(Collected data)
- - -
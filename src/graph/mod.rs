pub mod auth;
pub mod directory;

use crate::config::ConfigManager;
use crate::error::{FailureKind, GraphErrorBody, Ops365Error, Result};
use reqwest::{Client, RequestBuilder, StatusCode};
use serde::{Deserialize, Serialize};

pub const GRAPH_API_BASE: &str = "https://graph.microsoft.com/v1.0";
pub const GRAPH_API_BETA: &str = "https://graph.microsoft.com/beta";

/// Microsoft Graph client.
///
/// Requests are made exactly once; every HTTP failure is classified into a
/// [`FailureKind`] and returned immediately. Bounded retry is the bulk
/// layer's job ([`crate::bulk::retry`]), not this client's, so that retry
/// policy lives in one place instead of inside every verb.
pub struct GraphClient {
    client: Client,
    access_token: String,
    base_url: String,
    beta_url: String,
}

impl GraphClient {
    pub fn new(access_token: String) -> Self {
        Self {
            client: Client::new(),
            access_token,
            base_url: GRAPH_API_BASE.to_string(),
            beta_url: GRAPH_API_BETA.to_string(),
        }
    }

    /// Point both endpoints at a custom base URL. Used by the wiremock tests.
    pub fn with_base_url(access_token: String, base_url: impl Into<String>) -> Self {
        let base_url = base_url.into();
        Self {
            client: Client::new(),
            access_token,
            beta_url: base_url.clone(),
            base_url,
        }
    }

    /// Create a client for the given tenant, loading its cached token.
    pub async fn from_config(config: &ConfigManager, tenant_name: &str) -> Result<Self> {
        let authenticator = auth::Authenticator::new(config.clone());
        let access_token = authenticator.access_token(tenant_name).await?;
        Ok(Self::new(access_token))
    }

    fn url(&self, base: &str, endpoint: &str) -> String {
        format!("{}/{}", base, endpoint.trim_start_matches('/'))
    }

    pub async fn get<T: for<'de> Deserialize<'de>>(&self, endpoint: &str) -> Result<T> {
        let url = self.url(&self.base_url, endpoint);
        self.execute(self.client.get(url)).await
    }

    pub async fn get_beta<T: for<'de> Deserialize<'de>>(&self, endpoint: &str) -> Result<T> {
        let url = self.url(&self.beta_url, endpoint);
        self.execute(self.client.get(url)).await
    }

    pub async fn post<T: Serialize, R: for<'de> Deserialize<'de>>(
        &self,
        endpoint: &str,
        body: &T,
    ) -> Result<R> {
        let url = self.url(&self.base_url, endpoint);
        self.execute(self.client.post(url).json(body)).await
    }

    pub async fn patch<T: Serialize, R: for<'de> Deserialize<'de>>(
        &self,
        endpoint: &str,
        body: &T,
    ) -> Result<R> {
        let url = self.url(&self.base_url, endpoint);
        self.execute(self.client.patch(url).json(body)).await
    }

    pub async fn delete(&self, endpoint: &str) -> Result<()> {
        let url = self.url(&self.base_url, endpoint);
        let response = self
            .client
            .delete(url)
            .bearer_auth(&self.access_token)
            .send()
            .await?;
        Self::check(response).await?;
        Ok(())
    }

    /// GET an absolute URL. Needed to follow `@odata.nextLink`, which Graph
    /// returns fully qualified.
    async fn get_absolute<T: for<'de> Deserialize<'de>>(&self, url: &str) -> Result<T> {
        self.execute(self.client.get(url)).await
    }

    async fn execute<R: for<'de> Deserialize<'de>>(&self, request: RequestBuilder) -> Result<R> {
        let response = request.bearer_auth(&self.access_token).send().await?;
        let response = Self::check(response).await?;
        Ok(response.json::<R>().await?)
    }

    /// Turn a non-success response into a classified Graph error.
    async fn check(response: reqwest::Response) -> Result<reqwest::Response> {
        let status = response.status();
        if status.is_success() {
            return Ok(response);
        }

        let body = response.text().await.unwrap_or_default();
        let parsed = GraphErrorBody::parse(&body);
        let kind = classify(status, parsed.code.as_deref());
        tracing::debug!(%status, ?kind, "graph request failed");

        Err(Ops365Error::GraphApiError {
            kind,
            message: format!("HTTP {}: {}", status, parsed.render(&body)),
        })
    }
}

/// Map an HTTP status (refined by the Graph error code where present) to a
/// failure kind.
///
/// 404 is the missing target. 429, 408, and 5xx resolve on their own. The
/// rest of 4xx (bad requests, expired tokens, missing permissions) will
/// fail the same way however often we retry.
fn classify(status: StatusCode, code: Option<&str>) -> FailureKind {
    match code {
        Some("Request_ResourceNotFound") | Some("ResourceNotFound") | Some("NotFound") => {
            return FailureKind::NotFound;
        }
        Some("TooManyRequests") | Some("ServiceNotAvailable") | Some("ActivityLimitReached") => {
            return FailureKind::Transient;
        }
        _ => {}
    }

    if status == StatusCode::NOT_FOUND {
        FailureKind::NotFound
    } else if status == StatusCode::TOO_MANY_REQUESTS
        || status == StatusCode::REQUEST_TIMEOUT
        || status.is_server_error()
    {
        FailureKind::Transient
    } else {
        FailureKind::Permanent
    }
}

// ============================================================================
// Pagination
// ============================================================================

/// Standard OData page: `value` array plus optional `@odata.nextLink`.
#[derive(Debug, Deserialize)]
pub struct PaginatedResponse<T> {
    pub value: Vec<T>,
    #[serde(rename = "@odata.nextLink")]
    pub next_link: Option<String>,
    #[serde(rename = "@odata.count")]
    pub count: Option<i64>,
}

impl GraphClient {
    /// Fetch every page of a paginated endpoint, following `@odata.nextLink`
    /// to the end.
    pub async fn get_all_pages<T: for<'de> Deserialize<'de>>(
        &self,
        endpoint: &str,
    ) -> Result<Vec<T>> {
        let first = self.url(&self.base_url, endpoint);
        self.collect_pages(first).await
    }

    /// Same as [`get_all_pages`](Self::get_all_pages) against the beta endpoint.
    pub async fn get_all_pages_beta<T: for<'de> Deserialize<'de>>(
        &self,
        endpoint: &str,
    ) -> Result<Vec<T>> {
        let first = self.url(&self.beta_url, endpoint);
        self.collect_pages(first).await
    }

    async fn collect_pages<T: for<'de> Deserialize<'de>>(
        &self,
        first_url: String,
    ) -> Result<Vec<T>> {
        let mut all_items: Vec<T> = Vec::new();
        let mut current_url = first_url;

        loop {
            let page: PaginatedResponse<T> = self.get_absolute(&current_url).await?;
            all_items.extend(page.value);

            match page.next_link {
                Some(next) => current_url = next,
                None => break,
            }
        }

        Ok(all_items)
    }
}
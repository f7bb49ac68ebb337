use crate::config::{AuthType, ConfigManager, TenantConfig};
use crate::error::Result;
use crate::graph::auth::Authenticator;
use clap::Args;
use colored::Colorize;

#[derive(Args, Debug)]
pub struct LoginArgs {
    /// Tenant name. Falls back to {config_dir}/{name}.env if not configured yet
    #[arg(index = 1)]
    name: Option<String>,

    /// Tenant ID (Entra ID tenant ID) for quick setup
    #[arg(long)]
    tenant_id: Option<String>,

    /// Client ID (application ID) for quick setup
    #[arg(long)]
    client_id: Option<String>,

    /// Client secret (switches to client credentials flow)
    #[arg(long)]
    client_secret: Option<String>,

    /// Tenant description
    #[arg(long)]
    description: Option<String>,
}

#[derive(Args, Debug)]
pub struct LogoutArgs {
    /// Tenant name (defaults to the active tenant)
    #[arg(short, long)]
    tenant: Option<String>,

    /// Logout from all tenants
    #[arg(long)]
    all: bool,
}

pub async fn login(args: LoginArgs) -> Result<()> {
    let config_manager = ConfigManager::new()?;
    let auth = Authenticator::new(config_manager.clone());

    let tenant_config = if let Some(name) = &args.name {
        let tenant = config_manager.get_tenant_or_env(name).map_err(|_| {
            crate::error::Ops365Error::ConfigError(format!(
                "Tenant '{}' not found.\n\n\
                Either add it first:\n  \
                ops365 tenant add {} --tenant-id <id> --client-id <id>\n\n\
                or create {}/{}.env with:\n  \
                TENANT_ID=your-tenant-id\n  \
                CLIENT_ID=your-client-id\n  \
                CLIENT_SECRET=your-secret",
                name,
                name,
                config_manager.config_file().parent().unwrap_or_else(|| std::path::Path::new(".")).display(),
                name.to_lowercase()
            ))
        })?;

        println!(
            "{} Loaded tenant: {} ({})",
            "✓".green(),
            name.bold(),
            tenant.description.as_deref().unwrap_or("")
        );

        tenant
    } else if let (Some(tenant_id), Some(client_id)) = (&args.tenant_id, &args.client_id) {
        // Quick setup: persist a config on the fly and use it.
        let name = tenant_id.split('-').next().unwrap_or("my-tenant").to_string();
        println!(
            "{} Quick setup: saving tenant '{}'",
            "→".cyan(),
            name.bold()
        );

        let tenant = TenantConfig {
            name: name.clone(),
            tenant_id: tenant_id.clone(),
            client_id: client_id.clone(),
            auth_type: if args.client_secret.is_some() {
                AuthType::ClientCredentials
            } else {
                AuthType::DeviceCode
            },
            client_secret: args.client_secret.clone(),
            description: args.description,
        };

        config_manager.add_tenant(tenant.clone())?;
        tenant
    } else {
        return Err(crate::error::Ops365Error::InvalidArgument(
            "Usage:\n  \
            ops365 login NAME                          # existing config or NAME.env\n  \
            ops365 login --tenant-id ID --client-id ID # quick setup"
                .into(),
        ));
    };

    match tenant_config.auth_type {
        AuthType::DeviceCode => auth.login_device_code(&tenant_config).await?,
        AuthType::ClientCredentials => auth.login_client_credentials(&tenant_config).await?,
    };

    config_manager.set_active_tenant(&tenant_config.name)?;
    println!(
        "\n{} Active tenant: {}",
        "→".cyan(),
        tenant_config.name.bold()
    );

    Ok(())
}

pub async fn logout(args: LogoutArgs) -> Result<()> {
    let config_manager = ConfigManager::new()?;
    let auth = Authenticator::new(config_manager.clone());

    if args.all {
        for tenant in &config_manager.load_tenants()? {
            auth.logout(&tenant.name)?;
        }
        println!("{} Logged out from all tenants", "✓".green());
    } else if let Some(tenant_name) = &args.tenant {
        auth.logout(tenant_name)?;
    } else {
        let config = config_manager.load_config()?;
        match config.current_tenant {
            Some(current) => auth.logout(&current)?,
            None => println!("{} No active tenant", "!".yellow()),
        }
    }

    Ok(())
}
- - -
> **What to work on**: Show all lines from the records above where the word "json" occurs.

> **Task output**:
        self.execute(self.client.post(url).json(body)).await
        self.execute(self.client.patch(url).json(body)).await
        Ok(response.json::<R>().await?)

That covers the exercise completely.